* _PROBLEM DESCRIPTION_
Whichever lines of the entries hold the word "already" should be identified and copied.

=-=-=-=-=

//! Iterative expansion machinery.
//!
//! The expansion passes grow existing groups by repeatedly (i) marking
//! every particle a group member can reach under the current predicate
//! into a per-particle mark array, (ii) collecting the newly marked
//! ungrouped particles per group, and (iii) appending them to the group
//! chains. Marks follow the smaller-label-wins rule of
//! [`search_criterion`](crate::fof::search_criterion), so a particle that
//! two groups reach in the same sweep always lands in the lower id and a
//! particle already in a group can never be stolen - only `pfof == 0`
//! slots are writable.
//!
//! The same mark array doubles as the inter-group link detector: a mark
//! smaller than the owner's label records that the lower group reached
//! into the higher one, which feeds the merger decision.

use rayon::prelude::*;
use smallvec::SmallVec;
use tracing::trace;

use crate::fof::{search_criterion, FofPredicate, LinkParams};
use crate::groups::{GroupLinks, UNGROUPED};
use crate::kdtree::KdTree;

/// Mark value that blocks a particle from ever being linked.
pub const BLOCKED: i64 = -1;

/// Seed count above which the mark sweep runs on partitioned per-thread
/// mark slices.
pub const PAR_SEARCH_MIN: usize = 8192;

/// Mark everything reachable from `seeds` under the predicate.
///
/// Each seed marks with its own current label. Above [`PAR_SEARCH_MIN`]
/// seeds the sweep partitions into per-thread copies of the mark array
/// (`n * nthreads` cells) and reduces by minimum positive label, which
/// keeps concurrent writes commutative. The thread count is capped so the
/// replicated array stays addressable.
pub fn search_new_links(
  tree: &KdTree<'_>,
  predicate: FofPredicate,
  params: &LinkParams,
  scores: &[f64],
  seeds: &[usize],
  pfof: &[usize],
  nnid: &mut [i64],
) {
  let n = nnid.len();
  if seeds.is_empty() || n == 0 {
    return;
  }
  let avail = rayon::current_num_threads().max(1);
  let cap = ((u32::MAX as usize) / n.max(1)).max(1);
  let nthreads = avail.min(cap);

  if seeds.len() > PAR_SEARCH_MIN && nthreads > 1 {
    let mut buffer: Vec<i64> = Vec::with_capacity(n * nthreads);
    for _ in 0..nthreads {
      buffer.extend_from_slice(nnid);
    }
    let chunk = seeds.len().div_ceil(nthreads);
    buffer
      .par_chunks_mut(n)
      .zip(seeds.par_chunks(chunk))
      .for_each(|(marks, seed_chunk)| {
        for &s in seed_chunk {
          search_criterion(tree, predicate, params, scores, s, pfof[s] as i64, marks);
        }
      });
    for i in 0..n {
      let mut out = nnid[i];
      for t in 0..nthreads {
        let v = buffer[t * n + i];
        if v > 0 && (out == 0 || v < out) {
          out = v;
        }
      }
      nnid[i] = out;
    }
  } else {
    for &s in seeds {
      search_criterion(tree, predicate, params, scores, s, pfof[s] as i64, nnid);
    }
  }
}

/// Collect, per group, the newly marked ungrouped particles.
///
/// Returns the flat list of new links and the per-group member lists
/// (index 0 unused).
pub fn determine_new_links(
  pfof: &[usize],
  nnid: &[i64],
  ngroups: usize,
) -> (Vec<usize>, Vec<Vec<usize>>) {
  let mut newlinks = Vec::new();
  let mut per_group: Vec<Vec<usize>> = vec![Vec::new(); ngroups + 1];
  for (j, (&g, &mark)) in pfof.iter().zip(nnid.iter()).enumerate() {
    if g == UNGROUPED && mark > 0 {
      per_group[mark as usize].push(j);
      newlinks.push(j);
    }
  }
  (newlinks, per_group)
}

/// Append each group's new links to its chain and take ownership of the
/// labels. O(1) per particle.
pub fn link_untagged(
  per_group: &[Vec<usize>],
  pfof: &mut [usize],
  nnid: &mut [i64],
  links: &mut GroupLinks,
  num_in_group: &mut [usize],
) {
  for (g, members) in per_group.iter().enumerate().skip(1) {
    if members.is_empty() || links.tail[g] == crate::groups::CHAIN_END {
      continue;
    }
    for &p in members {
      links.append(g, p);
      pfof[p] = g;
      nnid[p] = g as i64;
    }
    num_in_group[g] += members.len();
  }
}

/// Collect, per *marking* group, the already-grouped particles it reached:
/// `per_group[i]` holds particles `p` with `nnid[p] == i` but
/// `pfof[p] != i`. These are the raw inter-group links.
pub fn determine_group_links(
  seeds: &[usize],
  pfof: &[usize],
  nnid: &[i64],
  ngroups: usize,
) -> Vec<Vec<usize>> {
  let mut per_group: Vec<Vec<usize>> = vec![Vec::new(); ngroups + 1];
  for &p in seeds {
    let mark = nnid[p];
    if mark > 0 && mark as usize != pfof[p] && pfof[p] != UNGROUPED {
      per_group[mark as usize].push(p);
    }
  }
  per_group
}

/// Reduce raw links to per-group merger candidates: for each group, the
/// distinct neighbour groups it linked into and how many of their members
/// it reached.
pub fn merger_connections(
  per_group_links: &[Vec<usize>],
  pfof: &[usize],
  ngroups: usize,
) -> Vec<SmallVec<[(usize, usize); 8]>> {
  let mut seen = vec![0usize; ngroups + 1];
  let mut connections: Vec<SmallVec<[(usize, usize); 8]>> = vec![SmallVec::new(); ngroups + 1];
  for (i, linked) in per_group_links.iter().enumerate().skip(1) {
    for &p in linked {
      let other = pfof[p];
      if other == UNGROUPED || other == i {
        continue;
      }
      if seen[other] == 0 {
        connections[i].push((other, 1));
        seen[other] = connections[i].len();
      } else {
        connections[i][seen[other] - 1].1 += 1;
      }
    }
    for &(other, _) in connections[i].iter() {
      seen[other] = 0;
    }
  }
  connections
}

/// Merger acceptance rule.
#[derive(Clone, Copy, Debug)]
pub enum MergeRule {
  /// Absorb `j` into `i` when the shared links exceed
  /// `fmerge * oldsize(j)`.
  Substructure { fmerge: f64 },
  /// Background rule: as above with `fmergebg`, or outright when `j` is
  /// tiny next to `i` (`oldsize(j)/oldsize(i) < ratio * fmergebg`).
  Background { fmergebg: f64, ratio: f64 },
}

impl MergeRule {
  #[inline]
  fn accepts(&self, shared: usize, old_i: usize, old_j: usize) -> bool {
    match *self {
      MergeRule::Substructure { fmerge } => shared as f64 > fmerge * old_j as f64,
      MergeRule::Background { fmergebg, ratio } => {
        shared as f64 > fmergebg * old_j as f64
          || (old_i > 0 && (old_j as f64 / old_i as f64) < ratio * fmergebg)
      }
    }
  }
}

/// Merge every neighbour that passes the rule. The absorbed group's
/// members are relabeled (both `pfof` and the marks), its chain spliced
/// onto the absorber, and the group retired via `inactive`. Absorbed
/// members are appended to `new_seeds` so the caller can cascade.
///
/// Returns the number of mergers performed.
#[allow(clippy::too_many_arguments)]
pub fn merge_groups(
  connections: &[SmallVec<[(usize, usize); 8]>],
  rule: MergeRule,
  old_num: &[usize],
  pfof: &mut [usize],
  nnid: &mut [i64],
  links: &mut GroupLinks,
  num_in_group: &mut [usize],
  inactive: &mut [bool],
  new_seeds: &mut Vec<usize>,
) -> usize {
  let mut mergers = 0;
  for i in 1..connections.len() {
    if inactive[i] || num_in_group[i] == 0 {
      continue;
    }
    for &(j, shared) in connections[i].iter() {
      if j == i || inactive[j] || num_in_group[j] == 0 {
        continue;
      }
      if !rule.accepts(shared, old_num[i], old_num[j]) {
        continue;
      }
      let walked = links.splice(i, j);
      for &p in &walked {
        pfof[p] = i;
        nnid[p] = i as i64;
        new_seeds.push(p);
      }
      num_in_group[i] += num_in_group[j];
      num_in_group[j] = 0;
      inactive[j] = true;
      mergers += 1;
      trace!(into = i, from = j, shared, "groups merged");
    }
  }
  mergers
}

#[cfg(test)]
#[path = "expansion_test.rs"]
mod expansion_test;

=-=-=-=-=

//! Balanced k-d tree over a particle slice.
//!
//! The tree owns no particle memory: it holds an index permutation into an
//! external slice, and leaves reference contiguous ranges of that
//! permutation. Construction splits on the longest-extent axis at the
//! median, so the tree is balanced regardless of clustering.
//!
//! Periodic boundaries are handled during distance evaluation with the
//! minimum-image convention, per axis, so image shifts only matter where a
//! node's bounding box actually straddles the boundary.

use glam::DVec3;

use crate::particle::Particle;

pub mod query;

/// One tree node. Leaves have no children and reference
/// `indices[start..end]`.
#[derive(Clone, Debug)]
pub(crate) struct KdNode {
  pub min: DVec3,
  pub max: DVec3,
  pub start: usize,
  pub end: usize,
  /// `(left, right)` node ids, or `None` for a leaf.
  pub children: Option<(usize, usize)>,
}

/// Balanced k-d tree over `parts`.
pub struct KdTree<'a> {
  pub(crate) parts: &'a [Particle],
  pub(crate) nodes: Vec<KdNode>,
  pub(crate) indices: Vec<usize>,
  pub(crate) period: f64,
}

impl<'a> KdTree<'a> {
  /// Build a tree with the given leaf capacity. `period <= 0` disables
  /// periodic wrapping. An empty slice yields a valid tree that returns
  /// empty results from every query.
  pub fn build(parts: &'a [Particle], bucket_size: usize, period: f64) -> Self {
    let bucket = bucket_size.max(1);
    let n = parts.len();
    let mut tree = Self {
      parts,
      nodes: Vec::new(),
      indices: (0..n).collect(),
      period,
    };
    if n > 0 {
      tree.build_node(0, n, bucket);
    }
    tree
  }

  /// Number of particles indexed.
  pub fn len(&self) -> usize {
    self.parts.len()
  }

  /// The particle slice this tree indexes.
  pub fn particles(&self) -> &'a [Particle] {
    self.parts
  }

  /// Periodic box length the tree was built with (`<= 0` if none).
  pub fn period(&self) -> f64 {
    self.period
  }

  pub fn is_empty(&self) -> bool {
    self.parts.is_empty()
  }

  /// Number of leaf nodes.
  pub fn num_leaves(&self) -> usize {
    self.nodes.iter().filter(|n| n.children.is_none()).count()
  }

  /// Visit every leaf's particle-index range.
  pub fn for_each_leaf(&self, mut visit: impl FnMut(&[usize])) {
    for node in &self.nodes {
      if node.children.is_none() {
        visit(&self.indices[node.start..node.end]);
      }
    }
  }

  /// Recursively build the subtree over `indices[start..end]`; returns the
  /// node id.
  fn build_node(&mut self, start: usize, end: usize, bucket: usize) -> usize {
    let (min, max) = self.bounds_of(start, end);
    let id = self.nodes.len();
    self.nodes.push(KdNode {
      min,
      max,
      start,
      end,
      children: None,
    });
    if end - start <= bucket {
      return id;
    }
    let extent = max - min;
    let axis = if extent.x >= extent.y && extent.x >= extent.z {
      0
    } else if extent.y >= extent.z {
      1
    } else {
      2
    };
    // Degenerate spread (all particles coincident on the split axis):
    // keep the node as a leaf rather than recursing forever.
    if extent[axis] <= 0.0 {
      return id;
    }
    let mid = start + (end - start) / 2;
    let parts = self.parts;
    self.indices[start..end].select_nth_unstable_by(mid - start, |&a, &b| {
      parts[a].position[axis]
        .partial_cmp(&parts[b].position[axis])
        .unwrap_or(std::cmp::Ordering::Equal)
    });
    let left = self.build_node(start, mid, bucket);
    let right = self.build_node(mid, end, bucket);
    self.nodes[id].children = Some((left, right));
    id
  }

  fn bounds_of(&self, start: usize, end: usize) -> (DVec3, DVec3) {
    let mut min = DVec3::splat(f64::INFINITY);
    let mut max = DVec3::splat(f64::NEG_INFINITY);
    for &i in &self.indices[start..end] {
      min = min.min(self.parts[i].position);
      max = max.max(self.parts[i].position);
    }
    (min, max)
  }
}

=-=-=-=-=

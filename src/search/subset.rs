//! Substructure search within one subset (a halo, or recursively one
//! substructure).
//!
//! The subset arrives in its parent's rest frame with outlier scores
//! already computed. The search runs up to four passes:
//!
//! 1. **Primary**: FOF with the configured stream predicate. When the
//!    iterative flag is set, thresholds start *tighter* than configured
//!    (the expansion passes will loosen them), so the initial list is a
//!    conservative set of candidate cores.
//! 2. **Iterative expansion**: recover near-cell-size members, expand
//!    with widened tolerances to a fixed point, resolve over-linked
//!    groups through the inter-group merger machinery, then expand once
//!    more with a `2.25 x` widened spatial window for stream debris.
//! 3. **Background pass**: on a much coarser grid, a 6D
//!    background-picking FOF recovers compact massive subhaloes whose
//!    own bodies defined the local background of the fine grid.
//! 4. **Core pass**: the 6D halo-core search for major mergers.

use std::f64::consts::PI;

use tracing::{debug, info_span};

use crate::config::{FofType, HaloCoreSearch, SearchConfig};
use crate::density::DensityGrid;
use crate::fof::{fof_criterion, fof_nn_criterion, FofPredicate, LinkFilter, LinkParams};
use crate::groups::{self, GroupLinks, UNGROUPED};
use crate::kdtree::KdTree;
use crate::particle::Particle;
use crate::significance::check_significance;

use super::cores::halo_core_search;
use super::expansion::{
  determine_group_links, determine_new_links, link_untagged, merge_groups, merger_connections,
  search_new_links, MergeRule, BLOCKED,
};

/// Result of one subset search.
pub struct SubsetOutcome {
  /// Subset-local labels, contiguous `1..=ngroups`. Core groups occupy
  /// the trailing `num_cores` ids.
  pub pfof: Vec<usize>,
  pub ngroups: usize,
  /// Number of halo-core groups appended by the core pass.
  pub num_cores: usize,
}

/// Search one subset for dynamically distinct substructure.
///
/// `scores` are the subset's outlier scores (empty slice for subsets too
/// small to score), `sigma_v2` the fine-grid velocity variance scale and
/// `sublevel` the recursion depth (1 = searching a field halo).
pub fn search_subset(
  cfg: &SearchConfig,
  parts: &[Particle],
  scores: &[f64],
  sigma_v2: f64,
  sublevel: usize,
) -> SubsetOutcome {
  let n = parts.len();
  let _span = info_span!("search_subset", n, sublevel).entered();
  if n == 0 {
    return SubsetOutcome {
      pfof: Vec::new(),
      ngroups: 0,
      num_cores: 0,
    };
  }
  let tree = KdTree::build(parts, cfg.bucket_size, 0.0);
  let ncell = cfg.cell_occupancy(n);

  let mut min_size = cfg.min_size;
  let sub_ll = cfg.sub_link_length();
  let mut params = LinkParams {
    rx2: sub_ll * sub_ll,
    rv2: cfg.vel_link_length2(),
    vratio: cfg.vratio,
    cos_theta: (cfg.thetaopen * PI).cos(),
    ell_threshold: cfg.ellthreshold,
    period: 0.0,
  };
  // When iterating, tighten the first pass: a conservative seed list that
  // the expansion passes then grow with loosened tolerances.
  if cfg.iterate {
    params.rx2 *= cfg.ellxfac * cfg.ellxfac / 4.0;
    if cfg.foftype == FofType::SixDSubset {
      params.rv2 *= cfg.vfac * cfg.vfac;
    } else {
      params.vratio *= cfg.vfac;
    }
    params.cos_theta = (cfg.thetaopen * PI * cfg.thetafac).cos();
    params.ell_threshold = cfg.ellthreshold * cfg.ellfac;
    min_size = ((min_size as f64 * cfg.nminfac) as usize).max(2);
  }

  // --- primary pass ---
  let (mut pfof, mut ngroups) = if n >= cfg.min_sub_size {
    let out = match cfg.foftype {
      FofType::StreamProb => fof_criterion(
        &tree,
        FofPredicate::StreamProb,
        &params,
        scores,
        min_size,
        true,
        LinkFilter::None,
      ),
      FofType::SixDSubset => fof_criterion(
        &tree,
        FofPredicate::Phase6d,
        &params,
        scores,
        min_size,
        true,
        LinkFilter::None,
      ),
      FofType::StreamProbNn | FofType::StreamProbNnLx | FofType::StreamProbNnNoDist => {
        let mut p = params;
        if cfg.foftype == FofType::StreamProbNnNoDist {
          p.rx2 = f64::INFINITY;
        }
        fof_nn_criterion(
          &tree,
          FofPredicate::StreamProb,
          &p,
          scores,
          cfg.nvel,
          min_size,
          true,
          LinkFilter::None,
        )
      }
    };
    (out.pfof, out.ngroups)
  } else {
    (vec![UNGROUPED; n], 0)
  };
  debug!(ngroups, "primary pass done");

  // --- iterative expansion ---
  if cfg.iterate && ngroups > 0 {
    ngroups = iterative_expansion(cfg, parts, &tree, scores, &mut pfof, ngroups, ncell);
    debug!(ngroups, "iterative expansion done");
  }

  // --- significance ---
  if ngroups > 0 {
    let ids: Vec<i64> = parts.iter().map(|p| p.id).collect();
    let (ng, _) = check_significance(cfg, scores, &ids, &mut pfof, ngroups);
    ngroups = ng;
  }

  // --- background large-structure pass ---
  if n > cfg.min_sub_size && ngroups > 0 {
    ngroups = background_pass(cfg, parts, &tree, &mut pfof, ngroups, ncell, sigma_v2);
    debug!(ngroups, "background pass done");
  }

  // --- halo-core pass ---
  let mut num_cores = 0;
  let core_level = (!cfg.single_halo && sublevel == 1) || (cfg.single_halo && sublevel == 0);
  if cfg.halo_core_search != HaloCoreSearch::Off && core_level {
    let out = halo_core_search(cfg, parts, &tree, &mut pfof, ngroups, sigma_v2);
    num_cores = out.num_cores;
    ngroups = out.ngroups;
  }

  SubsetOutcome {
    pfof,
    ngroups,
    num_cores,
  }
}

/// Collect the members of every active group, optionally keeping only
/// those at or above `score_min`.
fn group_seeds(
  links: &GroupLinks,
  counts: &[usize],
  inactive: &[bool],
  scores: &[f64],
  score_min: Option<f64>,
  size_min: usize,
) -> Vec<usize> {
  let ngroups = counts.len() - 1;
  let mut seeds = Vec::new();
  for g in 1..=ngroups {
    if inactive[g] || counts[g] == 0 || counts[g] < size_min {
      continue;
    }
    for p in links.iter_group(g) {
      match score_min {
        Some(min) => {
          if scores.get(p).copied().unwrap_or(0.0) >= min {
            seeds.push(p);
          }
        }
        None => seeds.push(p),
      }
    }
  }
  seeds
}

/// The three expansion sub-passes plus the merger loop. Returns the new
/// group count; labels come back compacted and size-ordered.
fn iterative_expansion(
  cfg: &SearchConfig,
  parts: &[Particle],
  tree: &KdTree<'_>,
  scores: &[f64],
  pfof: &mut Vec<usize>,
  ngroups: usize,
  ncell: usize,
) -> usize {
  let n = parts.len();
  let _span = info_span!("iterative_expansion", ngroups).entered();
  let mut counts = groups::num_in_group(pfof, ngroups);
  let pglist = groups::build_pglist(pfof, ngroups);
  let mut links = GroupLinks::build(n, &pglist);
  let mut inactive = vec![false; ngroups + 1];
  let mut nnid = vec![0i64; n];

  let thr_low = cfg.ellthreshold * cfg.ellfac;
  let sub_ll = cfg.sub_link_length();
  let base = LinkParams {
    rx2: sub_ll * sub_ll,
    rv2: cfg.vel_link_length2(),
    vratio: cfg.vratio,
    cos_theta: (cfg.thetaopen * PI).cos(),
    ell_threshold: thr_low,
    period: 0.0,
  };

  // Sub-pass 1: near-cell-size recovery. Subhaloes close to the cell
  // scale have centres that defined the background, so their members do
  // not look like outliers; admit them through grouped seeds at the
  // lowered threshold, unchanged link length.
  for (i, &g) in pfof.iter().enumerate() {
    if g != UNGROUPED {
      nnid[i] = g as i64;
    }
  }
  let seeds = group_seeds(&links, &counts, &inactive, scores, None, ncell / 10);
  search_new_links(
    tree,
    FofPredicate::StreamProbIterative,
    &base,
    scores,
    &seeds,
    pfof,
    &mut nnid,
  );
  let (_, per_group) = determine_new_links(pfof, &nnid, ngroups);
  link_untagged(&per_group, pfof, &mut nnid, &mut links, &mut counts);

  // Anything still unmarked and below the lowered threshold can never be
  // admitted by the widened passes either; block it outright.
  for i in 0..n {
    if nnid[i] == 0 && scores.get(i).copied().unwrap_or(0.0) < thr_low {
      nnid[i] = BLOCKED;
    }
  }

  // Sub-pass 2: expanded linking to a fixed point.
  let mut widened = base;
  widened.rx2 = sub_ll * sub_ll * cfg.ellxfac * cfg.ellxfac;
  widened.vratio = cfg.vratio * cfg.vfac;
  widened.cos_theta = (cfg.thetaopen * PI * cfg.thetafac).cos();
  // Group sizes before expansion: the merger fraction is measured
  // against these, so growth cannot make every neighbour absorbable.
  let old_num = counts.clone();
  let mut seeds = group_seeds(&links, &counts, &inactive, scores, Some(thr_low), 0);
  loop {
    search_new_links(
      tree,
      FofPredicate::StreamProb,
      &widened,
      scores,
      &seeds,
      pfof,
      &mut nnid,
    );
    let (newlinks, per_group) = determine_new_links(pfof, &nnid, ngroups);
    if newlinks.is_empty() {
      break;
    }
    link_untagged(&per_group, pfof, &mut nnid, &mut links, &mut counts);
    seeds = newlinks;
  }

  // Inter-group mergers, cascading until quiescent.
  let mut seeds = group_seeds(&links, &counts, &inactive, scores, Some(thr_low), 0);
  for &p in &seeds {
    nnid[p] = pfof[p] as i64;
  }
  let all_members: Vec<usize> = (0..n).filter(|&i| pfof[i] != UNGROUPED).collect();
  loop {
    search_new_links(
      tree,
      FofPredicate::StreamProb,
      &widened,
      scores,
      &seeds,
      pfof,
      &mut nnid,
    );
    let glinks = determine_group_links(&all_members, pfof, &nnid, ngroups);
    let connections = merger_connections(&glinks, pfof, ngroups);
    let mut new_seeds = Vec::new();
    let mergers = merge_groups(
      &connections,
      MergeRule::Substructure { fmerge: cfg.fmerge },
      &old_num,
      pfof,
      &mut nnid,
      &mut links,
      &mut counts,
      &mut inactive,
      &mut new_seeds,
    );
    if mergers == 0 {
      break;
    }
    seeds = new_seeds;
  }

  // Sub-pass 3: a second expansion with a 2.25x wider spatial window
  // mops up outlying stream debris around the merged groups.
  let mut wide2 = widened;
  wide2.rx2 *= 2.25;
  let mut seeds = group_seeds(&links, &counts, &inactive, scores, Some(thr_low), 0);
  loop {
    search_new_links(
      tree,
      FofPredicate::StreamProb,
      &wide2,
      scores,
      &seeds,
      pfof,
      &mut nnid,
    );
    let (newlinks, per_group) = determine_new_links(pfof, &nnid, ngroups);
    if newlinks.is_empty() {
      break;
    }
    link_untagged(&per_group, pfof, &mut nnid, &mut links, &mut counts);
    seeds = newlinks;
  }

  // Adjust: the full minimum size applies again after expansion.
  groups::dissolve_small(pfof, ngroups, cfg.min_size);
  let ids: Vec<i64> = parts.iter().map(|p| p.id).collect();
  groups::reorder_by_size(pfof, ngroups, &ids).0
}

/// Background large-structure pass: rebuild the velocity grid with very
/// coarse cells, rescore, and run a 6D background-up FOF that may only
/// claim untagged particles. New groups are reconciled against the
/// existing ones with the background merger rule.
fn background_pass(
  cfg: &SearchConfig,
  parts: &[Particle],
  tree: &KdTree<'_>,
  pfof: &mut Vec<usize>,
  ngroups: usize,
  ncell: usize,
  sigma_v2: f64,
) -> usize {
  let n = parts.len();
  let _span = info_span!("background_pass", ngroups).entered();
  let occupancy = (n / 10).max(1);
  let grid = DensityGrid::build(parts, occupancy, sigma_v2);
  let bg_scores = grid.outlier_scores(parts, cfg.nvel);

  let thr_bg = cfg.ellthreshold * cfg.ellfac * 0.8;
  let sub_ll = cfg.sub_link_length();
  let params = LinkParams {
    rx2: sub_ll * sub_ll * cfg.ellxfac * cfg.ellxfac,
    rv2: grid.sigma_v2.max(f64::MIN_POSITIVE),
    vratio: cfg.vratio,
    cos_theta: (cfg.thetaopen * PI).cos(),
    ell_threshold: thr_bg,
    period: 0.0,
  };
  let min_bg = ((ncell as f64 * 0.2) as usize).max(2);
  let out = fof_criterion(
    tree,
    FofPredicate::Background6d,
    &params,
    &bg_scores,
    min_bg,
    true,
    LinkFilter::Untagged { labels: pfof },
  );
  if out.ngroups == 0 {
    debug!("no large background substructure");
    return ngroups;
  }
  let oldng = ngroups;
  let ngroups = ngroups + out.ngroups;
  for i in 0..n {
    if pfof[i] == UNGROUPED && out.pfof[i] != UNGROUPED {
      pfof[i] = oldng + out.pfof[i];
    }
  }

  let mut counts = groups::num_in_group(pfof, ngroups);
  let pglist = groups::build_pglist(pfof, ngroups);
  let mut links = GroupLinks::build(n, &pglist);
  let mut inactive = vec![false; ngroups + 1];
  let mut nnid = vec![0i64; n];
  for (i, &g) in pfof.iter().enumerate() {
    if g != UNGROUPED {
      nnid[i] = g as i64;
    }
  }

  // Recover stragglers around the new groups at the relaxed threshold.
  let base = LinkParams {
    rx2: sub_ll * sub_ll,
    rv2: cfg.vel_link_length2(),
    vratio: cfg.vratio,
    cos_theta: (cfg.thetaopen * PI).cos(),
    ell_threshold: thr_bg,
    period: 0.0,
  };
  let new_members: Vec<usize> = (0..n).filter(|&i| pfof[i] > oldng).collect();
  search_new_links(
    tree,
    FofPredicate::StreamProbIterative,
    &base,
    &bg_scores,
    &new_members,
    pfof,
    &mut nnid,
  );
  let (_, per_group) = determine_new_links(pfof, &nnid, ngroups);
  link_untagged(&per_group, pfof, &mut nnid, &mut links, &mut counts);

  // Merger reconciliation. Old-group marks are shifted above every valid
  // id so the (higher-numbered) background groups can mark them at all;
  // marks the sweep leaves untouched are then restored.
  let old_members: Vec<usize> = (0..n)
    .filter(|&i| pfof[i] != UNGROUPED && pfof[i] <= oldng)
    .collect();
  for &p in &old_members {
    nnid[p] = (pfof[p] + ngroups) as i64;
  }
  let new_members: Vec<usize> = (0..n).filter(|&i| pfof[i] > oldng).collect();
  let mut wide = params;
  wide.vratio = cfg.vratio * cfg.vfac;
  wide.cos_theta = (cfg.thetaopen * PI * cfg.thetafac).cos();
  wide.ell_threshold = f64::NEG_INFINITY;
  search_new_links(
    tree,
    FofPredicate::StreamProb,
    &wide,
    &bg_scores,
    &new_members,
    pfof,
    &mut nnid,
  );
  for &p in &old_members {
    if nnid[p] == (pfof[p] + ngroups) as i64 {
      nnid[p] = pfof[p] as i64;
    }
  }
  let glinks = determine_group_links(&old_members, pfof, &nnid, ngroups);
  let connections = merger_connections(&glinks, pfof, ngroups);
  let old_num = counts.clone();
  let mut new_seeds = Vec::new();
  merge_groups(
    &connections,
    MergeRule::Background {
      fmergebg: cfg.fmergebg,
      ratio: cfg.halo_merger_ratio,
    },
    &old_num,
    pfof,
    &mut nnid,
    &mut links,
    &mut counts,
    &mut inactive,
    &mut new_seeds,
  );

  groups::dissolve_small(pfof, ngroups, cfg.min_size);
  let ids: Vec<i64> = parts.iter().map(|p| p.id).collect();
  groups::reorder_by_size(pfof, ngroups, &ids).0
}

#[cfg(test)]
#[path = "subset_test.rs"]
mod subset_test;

=-=-=-=-=

* _ANSWER SECTION_
//! particle already in a group can never be stolen - only `pfof == 0`
/// Collect, per *marking* group, the already-grouped particles it reached:
//! already computed. The search runs up to four passes:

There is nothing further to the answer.